Ce lundi 18 mai, le Sénat a, sans surprise, voté une nouvelle fois en faveur de la transposition de l'accord négocié entre les partenaires sociaux. Cet accord propose de limiter la durée d'indemnisation des demandeurs d'emploi après une rupture amiable à 15 mois pour les moins de 55 ans, et 20,5 mois pour les plus âgés. Ce texte avait été précédemment rejeté à l'Assemblée nationale, un coup dur suite à une mobilisation insuffisante des députés pro-gouvernementaux, qui avaient été dépassés par l'opposition de gauche.
Les critiques concernant cet accord, signé en février par des organisations comme le Medef et la CFDT, n'ont pas manqué. La CGT et la CFE-CGC ont choisi de ne pas y participer. Ce texte, nécessaire pour donner un cadre législatif aux changements, avait, selon certains, été perçu comme une attaque contre les droits des chômeurs.
La gauche, divisée au Sénat, a exprimé des réserves. Les écologistes Zélia Rebière et Raymond Poncet Monge ont souligné que cette réforme "pénalise les travailleurs" sans imposer de nouvelles contraintes aux employeurs, ce qui pourrait fragiliser encore davantage les chômeurs.
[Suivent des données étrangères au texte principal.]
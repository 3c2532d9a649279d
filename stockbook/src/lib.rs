//! # stockbook
//!
//! A stock book that keeps every stock indexed by id and by current price,
//! built on [`ranktree`]. Counting the stocks inside a price window costs
//! O(log n) regardless of how many fall inside it.
//!
//! ## Example
//!
//! ```rust
//! use stockbook::{Price, StockManager};
//!
//! let mut book = StockManager::new();
//! book.add_stock("AAPL", 1, "150".parse().unwrap()).unwrap();
//! book.add_stock("MSFT", 1, "300.5".parse().unwrap()).unwrap();
//! book.update_stock("AAPL", 2, "-25.25".parse().unwrap()).unwrap();
//!
//! assert_eq!(book.stock_price("AAPL").unwrap().to_string(), "124.75");
//! let (lo, hi) = (Price::from_whole(100), Price::from_whole(200));
//! assert_eq!(book.amount_stocks_in_price_range(lo, hi).unwrap(), 1);
//! assert_eq!(book.stocks_in_price_range(lo, hi).unwrap(), ["AAPL"]);
//! ```

#![forbid(unsafe_code)]

pub mod config;
pub mod error;
pub mod manager;
pub mod menu;
pub mod price;
pub mod shared;
pub mod stock;

pub use error::MarketError;
pub use manager::StockManager;
pub use menu::{Menu, MenuChoice, MenuError, ParseError};
pub use price::{ParsePriceError, Price};
pub use shared::SharedStockManager;
pub use stock::{Stock, Timestamp};
//! # ranktree
//!
//! An ordered map over composite `(primary, secondary)` keys, built as a
//! 2-3 tree with subtree-size augmentation.
//!
//! All entries sit in leaves at the same depth. Two permanent sentinel
//! leaves (`-inf` and `+inf`) bound the tree, and every leaf is threaded into
//! a doubly-linked sibling chain. Cached subtree sizes give O(log n) rank, so
//! counting the entries inside a key window costs two descents no matter how
//! many entries it holds.
//!
//! Nodes live in an arena and are addressed by generational [`NodeId`]
//! handles. Callers that need to re-key an entry delete it by handle and
//! insert a fresh leaf.
//!
//! ## Example
//!
//! ```rust
//! use ranktree::{Key, RankTree};
//!
//! let mut prices: RankTree<u32, &str, ()> = RankTree::new();
//! for (price, id) in [(40, "d"), (10, "a"), (30, "c"), (20, "b"), (5, "e")] {
//!     prices.insert_entry(price, id, ());
//! }
//!
//! let lo = Key::primary_only(10);
//! let hi = Key::primary_only(30);
//! assert_eq!(prices.range_count(&lo, &hi), 3);
//!
//! let ids: Vec<&str> = prices
//!     .range(&lo, &hi)
//!     .filter_map(|(key, _)| key.secondary().copied())
//!     .collect();
//! assert_eq!(ids, ["a", "b", "c"]);
//!
//! let leaf = prices.find(&Key::new(20, "b")).unwrap();
//! assert_eq!(prices.rank(leaf), Ok(3));
//! ```

#![forbid(unsafe_code)]

mod error;
mod key;
mod node;
mod range;
mod search;
mod tree;
mod update;

pub use error::TreeError;
pub use key::{Infinity, Key};
pub use node::NodeId;
pub use range::Iter;
pub use tree::RankTree;


#[cfg(test)]
mod proptests;
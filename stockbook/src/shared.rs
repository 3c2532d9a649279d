//! A [`StockManager`] behind a reader-writer lock.

use parking_lot::RwLock;

use crate::error::MarketError;
use crate::manager::StockManager;
use crate::price::Price;
use crate::stock::{Stock, Timestamp};

/// Thread-safe stock book. Queries share a read lock, mutations take the
/// write lock, so every request sees both indexes in agreement.
#[derive(Debug, Default)]
pub struct SharedStockManager {
    inner: RwLock<StockManager>,
}

impl SharedStockManager {
    pub fn new() -> Self {
        Self::default()
    }

    pub fn init_stocks(&self) {
        self.inner.write().init_stocks();
    }

    pub fn add_stock(&self, id: &str, timestamp: Timestamp, price: Price) -> Result<(), MarketError> {
        self.inner.write().add_stock(id, timestamp, price)
    }

    pub fn remove_stock(&self, id: &str) -> Result<Stock, MarketError> {
        self.inner.write().remove_stock(id)
    }

    pub fn update_stock(&self, id: &str, timestamp: Timestamp, difference: Price) -> Result<(), MarketError> {
        self.inner.write().update_stock(id, timestamp, difference)
    }

    pub fn remove_stock_timestamp(&self, id: &str, timestamp: Timestamp) -> Result<(), MarketError> {
        self.inner.write().remove_stock_timestamp(id, timestamp)
    }

    pub fn stock_price(&self, id: &str) -> Result<Price, MarketError> {
        self.inner.read().stock_price(id)
    }

    pub fn amount_stocks_in_price_range(&self, lo: Price, hi: Price) -> Result<usize, MarketError> {
        self.inner.read().amount_stocks_in_price_range(lo, hi)
    }

    pub fn stocks_in_price_range(&self, lo: Price, hi: Price) -> Result<Vec<String>, MarketError> {
        self.inner.read().stocks_in_price_range(lo, hi)
    }

    pub fn contains(&self, id: &str) -> bool {
        self.inner.read().contains(id)
    }

    pub fn len(&self) -> usize {
        self.inner.read().len()
    }

    pub fn is_empty(&self) -> bool {
        self.inner.read().is_empty()
    }

    /// Runs `f` against the book under the read lock.
    pub fn read<R>(&self, f: impl FnOnce(&StockManager) -> R) -> R {
        f(&self.inner.read())
    }

    pub fn into_inner(self) -> StockManager {
        self.inner.into_inner()
    }
}

impl From<StockManager> for SharedStockManager {
    fn from(manager: StockManager) -> Self {
        Self {
            inner: RwLock::new(manager),
        }
    }
}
Jean-Pierre Farandou, un des soutiens de la réforme, a insisté sur les bénéfices économiques qu'elle pourrait engendrer : "Près d'un milliard d'euros d'économies par an, ainsi que 15.000 retours à l'emploi chaque année". La prochaine étape pour cette réforme critique sera le vote des députés, prévu le 26 mai, après une séance de Questions au gouvernement qui devrait rassembler de nombreux parlementaires.